* INSTRUCTIONS TO FOLLOW:
Only the lines holding "evaluate" are wanted; find them in the listing and return each one.

* INPUT:
/// Static table mapping role names to permitted actions.
///
/// Built once at startup and immutable afterwards. Evaluation follows a
/// fixed precedence: the admins group wins unconditionally, read-only
/// administrators are checked against `admin-read-only`, everyone else
/// against `gateway-user`.
#[derive(Clone, Debug)]
pub struct RoleTable {
    roles: HashMap<RoleName, ActionMatcher>,
}

impl RoleTable {
    /// Starts an empty role table builder.
    pub fn builder() -> RoleTableBuilder {
        RoleTableBuilder::default()
    }

    /// Returns the built-in table for the gateway API namespace.
    pub fn gateway_defaults() -> Self {
        let gateway_user = collect_actions(&[
            GATEWAY_USER_BASE_ACTIONS,
            USER_RESOURCE_PROFILE_ACTIONS,
            SHARING_ACTIONS,
            SSH_ACCOUNT_PROVISIONER_ACTIONS,
        ]);
        let read_only_admin = collect_actions(&[
            GATEWAY_USER_BASE_ACTIONS,
            READ_ONLY_ADMIN_EXTRA_ACTIONS,
            USER_RESOURCE_PROFILE_ACTIONS,
            SHARING_ACTIONS,
            SSH_ACCOUNT_PROVISIONER_ACTIONS,
            GROUP_RESOURCE_PROFILE_ACTIONS,
        ]);

        let mut roles = HashMap::new();
        roles.insert(
            RoleName::from_string(ROLE_ADMIN.to_string()),
            ActionMatcher::namespace(API_NAMESPACE),
        );
        roles.insert(
            RoleName::from_string(ROLE_READ_ONLY_ADMIN.to_string()),
            ActionMatcher::AnyOf(read_only_admin),
        );
        roles.insert(
            RoleName::from_string(ROLE_GATEWAY_USER.to_string()),
            ActionMatcher::AnyOf(gateway_user),
        );
        Self { roles }
    }

    /// Decides whether `action` is permitted for the given membership.
    ///
    /// Pure and deterministic; an action matching no configured rule for the
    /// selected role is denied, never an error.
    pub fn evaluate(&self, membership: GroupMembership, action: &Action) -> bool {
        if membership.in_admins_group {
            return true;
        }
        let role = if membership.in_read_only_admins_group {
            ROLE_READ_ONLY_ADMIN
        } else {
            ROLE_GATEWAY_USER
        };
        self.permits(role, action)
    }

    /// Tests an action against one named role; unknown roles deny.
    pub fn permits(&self, role: &str, action: &Action) -> bool {
        self.roles
            .get(role)
            .is_some_and(|matcher| matcher.matches(action))
    }

    /// Returns the matcher configured for a role.
    pub fn matcher(&self, role: &str) -> Option<&ActionMatcher> {
        self.roles.get(role)
    }

    /// Iterates over the configured roles.
    pub fn roles(&self) -> impl Iterator<Item = (&RoleName, &ActionMatcher)> {
        self.roles.iter()
    }
}

impl Default for RoleTable {
    fn default() -> Self {
        Self::gateway_defaults()
    }
}

fn collect_actions(lists: &[&[&str]]) -> HashSet<Action> {
    lists
        .iter()
        .flat_map(|list| list.iter())
        .map(|raw| Action::from_string((*raw).to_string()))
        .collect()
}

/// Builder for custom role tables.
#[derive(Debug, Default)]
pub struct RoleTableBuilder {
    roles: HashMap<RoleName, ActionMatcher>,
}

impl RoleTableBuilder {
    /// Adds or replaces a role.
    pub fn role(mut self, name: RoleName, matcher: ActionMatcher) -> Self {
        self.roles.insert(name, matcher);
        self
    }

    /// Validates that the consulted roles are present and builds the table.
    pub fn build(self) -> Result<RoleTable> {
        for required in [ROLE_READ_ONLY_ADMIN, ROLE_GATEWAY_USER] {
            if !self.roles.contains_key(required) {
                return Err(Error::Configuration(format!(
                    "role table is missing required role `{required}`"
                )));
            }
        }
        Ok(RoleTable { roles: self.roles })
    }
}
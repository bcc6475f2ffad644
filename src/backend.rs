use crate::error::UpstreamError;
use crate::membership::GatewayGroups;
use crate::types::{Credential, GatewayId, GroupId, PrincipalId};
use async_trait::async_trait;

/// Backend interface for credential verification.
#[async_trait]
pub trait Authenticator {
    /// Verifies a credential against a gateway realm.
    ///
    /// Returns the principal the credential was issued to, or `None` when
    /// the credential is invalid or expired. Transport and token-service
    /// failures are errors, not denials.
    async fn authenticate(
        &self,
        credential: Credential,
        gateway: GatewayId,
    ) -> std::result::Result<Option<PrincipalId>, UpstreamError>;
}

/// Backend interface for group directory lookups.
#[async_trait]
pub trait GroupService {
    /// Returns the groups a principal belongs to within a gateway.
    async fn groups_of_user(
        &self,
        gateway: GatewayId,
        principal: PrincipalId,
    ) -> std::result::Result<Vec<GroupId>, UpstreamError>;

    /// Creates a group in the gateway's directory.
    ///
    /// The directory assigns and returns the group id; callers must not
    /// assume anything about its shape.
    async fn create_group(
        &self,
        gateway: GatewayId,
        display_name: String,
        description: String,
    ) -> std::result::Result<GroupId, UpstreamError>;
}

/// Backend interface for the per-gateway group set registry.
#[async_trait]
pub trait GroupsRegistry {
    /// Returns the registered group set for a gateway, if any.
    async fn gateway_groups(
        &self,
        gateway: GatewayId,
    ) -> std::result::Result<Option<GatewayGroups>, UpstreamError>;

    /// Registers a group set for a gateway unless one already exists.
    ///
    /// Returns the set that is registered after the call: the given one
    /// when the gateway had none, otherwise the previously stored set.
    async fn create_gateway_groups(
        &self,
        groups: GatewayGroups,
    ) -> std::result::Result<GatewayGroups, UpstreamError>;
}

/// Composite identity backend trait.
///
/// Implementations talk to external identity and registry services. Every
/// call must release its connection on all exit paths, including errors,
/// and should enforce its own timeout; this layer never retries.
pub trait IdentityBackend: Authenticator + GroupService + GroupsRegistry + Send + Sync {}

impl<T> IdentityBackend for T where T: Authenticator + GroupService + GroupsRegistry + Send + Sync {}
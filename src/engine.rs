use crate::backend::IdentityBackend;
use crate::cache::{CachedStatus, DecisionCache, DecisionKey, NoCache};
use crate::error::{Error, Result};
use crate::membership::resolve_membership;
use crate::roles::RoleTable;
use crate::types::{Action, Credential, GatewayId, PrincipalId};
use std::time::Duration;
use tracing::{debug, warn};

/// How long decisions stay valid in the cache unless configured otherwise.
pub const DEFAULT_DECISION_TTL: Duration = Duration::from_secs(60 * 60);

/// Authorization decision.
#[derive(Debug, Clone, Copy, PartialEq, Eq)]
pub enum Decision {
    /// The action is permitted.
    Allow,
    /// The action is denied.
    Deny,
}

impl Decision {
    /// Returns `true` for [`Decision::Allow`].
    pub fn is_allowed(self) -> bool {
        matches!(self, Self::Allow)
    }
}

/// Authorization engine with pluggable identity backend and optional cache.
///
/// A decision combines two independent checks: the credential must
/// authenticate to the claimed principal, and the principal's group
/// membership must grant the action under the configured role table.
#[derive(Debug)]
pub struct Engine<B, C = NoCache> {
    backend: B,
    cache: C,
    role_table: RoleTable,
    enable_enforcement: bool,
    decision_ttl: Duration,
}

/// Builder for [`Engine`].
pub struct EngineBuilder<B, C = NoCache> {
    backend: B,
    cache: C,
    role_table: RoleTable,
    enable_enforcement: bool,
    decision_ttl: Duration,
}

impl<B> EngineBuilder<B, NoCache> {
    /// Creates a new builder with default configuration.
    pub fn new(backend: B) -> Self {
        Self {
            backend,
            cache: NoCache,
            role_table: RoleTable::gateway_defaults(),
            enable_enforcement: true,
            decision_ttl: DEFAULT_DECISION_TTL,
        }
    }
}

impl<B, C> EngineBuilder<B, C> {
    /// Enables or disables enforcement. When disabled, every check is
    /// authorized without consulting the backend or the cache.
    pub fn enable_enforcement(mut self, on: bool) -> Self {
        self.enable_enforcement = on;
        self
    }

    /// Sets how long cached decisions stay valid.
    pub fn decision_ttl(mut self, ttl: Duration) -> Self {
        self.decision_ttl = ttl;
        self
    }

    /// Replaces the built-in role table.
    pub fn role_table(mut self, table: RoleTable) -> Self {
        self.role_table = table;
        self
    }

    /// Sets the cache implementation.
    pub fn cache<C2: DecisionCache>(self, cache: C2) -> EngineBuilder<B, C2> {
        EngineBuilder {
            backend: self.backend,
            cache,
            role_table: self.role_table,
            enable_enforcement: self.enable_enforcement,
            decision_ttl: self.decision_ttl,
        }
    }

    /// Builds the engine.
    pub fn build(self) -> Engine<B, C> {
        Engine {
            backend: self.backend,
            cache: self.cache,
            role_table: self.role_table,
            enable_enforcement: self.enable_enforcement,
            decision_ttl: self.decision_ttl,
        }
    }
}

impl<B, C> Engine<B, C>
where
    B: IdentityBackend,
    C: DecisionCache,
{
    /// Authorizes a principal's action within a gateway.
    ///
    /// Fresh decisions are cached for the configured TTL, keyed by the
    /// full `(principal, gateway, credential, action)` tuple, so repeat
    /// checks with the same credential skip the backend entirely. A
    /// credential that fails to authenticate, or that authenticates to a
    /// different principal than claimed, yields [`Decision::Deny`] rather
    /// than an error.
    pub async fn is_authorized(
        &self,
        principal: PrincipalId,
        gateway: GatewayId,
        credential: Credential,
        action: Action,
    ) -> Result<Decision> {
        if !self.enable_enforcement {
            return Ok(Decision::Allow);
        }

        let key = DecisionKey::new(
            principal.clone(),
            gateway.clone(),
            credential.clone(),
            action.clone(),
        );
        match self
            .cache
            .get(&key)
            .await
            .map_err(Error::CacheInconsistency)?
        {
            CachedStatus::Authorized => {
                debug!(principal = %principal, gateway = %gateway, action = %action,
                    "authorization served from cache");
                return Ok(Decision::Allow);
            }
            CachedStatus::NotAuthorized => {
                debug!(principal = %principal, gateway = %gateway, action = %action,
                    "denial served from cache");
                return Ok(Decision::Deny);
            }
            CachedStatus::NotCached => {}
        }

        let decision = self.decide(&principal, &gateway, credential, &action).await?;
        self.cache
            .put(key, decision, self.decision_ttl)
            .await
            .map_err(Error::CacheInconsistency)?;

        debug!(principal = %principal, gateway = %gateway, action = %action, ?decision,
            "authorization decided");
        Ok(decision)
    }

    async fn decide(
        &self,
        principal: &PrincipalId,
        gateway: &GatewayId,
        credential: Credential,
        action: &Action,
    ) -> Result<Decision> {
        let authenticated = self
            .backend
            .authenticate(credential, gateway.clone())
            .await
            .map_err(Error::from)?;

        let Some(subject) = authenticated else {
            debug!(principal = %principal, gateway = %gateway, "credential rejected");
            return Ok(Decision::Deny);
        };
        if subject != *principal {
            warn!(claimed = %principal, authenticated = %subject, gateway = %gateway,
                "credential subject does not match claimed principal");
            return Ok(Decision::Deny);
        }

        let membership = resolve_membership(&self.backend, gateway, principal).await?;
        Ok(if self.role_table.evaluate(membership, action) {
            Decision::Allow
        } else {
            Decision::Deny
        })
    }
}
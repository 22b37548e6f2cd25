//! Relay-style keyset pagination.
//!
//! These types describe what a page request asks for and what comes back.
//! The algorithms live in the submodules:
//!
//! - [`cursor`] turns a [`SortKey`] into an opaque [`Cursor`] and back
//! - [`planner`] plans forward/backward pages (fetch `N + 1`, trim, infer has-more)
//! - [`window`] resolves a window of rows around an anchor comment
//! - [`connection`] assembles ordered rows into a [`Connection`]
//! - [`engine`] exposes the operations over a [`crate::source::RowSource`]
//!
//! Cursors are only meaningful for the scope and ordering they were issued
//! from. The engine imposes no snapshot isolation: a writer that inserts or
//! deletes between two page fetches can make a later page skip or repeat a
//! boundary row. That is inherent to keyset pagination without snapshots and
//! is accepted here.

pub mod connection;
pub mod cursor;
pub mod engine;
pub mod planner;
pub mod window;

use crate::source::Record;
use chrono::{DateTime, Utc};
use serde::Serialize;
use std::fmt;

/// Total-order key of a paginated record.
///
/// Ordered by `created_at` first, then `id`. Ids are unique, so no two
/// records in one set share a key even when timestamps tie.
#[derive(Debug, Clone, Copy, PartialEq, Eq, PartialOrd, Ord, Hash)]
pub struct SortKey {
    pub created_at: DateTime<Utc>,
    pub id: i64,
}

impl SortKey {
    #[must_use]
    pub const fn new(created_at: DateTime<Utc>, id: i64) -> Self {
        Self { created_at, id }
    }
}

/// Opaque pagination cursor.
///
/// Produced by [`cursor::encode`]. Callers must hand it back verbatim and
/// never construct or parse one themselves.
#[derive(Debug, Clone, PartialEq, Eq, Hash, Serialize)]
#[serde(transparent)]
pub struct Cursor(String);

impl Cursor {
    #[must_use]
    pub fn as_str(&self) -> &str {
        &self.0
    }

    #[must_use]
    pub fn into_string(self) -> String {
        self.0
    }
}

impl AsRef<str> for Cursor {
    fn as_ref(&self) -> &str {
        &self.0
    }
}

impl fmt::Display for Cursor {
    fn fmt(&self, f: &mut fmt::Formatter<'_>) -> fmt::Result {
        f.write_str(&self.0)
    }
}

/// A single row of a page, tagged with its cursor.
#[derive(Debug, Clone, PartialEq, Eq, Serialize)]
pub struct Edge<T> {
    pub cursor: Cursor,
    pub node: T,
}

/// Information about the current page.
#[derive(Debug, Clone, Default, PartialEq, Eq, Serialize)]
#[serde(rename_all = "camelCase")]
pub struct PageInfo {
    /// Whether more rows exist after this page.
    pub has_next_page: bool,
    /// Whether more rows exist before this page.
    pub has_previous_page: bool,
    /// Cursor of the first edge, if any.
    pub start_cursor: Option<Cursor>,
    /// Cursor of the last edge, if any.
    pub end_cursor: Option<Cursor>,
}

/// Paginated result: edges in ascending sort-key order plus page info.
#[derive(Debug, Clone, PartialEq, Eq, Serialize)]
#[serde(rename_all = "camelCase")]
pub struct Connection<T> {
    pub edges: Vec<Edge<T>>,
    pub page_info: PageInfo,
}

impl<T> Connection<T> {
    /// No edges, both page flags false.
    #[must_use]
    pub fn empty() -> Self {
        Self {
            edges: Vec::new(),
            page_info: PageInfo::default(),
        }
    }

    #[must_use]
    pub fn len(&self) -> usize {
        self.edges.len()
    }

    #[must_use]
    pub fn is_empty(&self) -> bool {
        self.edges.is_empty()
    }

    pub fn nodes(&self) -> impl Iterator<Item = &T> {
        self.edges.iter().map(|edge| &edge.node)
    }
}

/// Optional equality filter: either unconstrained or pinned to one value.
#[derive(Debug, Clone, Copy, PartialEq, Eq, Serialize)]
pub enum Filter<T> {
    Any,
    Equals(T),
}

impl<T> Default for Filter<T> {
    fn default() -> Self {
        Self::Any
    }
}

impl<T: PartialEq> Filter<T> {
    /// Returns true when `value` passes the filter.
    pub fn admits(&self, value: &T) -> bool {
        match self {
            Self::Any => true,
            Self::Equals(expected) => expected == value,
        }
    }
}

/// Secondary visibility predicate applied on top of the scope.
#[derive(Debug, Clone, Copy, Default, PartialEq, Eq, Serialize)]
pub struct Visibility {
    /// Soft-delete filter.
    pub deleted: Filter<bool>,
}

impl Visibility {
    /// Every record, deleted or not.
    pub const ALL: Self = Self {
        deleted: Filter::Any,
    };

    /// Only records that are not soft-deleted.
    pub const LIVE: Self = Self {
        deleted: Filter::Equals(false),
    };

    /// Only soft-deleted records.
    pub const DELETED: Self = Self {
        deleted: Filter::Equals(true),
    };

    pub fn admits<R: Record>(&self, record: &R) -> bool {
        self.deleted.admits(&record.is_deleted())
    }
}

/// Partition a paginated set is confined to.
#[derive(Debug, Clone, Copy, PartialEq, Eq, Hash, Serialize)]
pub enum Scope {
    /// Comments of a single post.
    Post(i64),
    /// Every comment whose post is published.
    Feed,
}

impl fmt::Display for Scope {
    fn fmt(&self, f: &mut fmt::Formatter<'_>) -> fmt::Result {
        match self {
            Self::Post(id) => write!(f, "post:{id}"),
            Self::Feed => f.write_str("feed"),
        }
    }
}

/// Decoded page request: exactly one direction.
#[derive(Debug, Clone, Copy, PartialEq, Eq)]
pub enum PageDirection {
    /// `first` rows after the optional `after` key, ascending.
    Forward { first: u32, after: Option<SortKey> },
    /// `last` rows before the optional `before` key, returned ascending.
    Backward { last: u32, before: Option<SortKey> },
}

impl PageDirection {
    /// Requested page size.
    #[must_use]
    pub const fn count(&self) -> u32 {
        match self {
            Self::Forward { first, .. } => *first,
            Self::Backward { last, .. } => *last,
        }
    }
}

/// Raw Relay arguments as received from a client.
///
/// See [`planner::PageQueryPlanner::direction`] for the accepted
/// combinations.
#[derive(Debug, Clone, Default, PartialEq, Eq)]
pub struct PageArgs {
    pub first: Option<u32>,
    pub after: Option<String>,
    pub last: Option<u32>,
    pub before: Option<String>,
}

impl PageArgs {
    #[must_use]
    pub fn forward(first: u32, after: Option<&str>) -> Self {
        Self {
            first: Some(first),
            after: after.map(str::to_string),
            ..Self::default()
        }
    }

    #[must_use]
    pub fn backward(last: u32, before: Option<&str>) -> Self {
        Self {
            last: Some(last),
            before: before.map(str::to_string),
            ..Self::default()
        }
    }

    /// No direction at all.
    #[must_use]
    pub const fn is_empty(&self) -> bool {
        self.first.is_none() && self.after.is_none() && self.last.is_none() && self.before.is_none()
    }
}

* EXERCISE RESPONSE:
    pub fn evaluate(&self, membership: GroupMembership, action: &Action) -> bool {
        Ok(if self.role_table.evaluate(membership, action) {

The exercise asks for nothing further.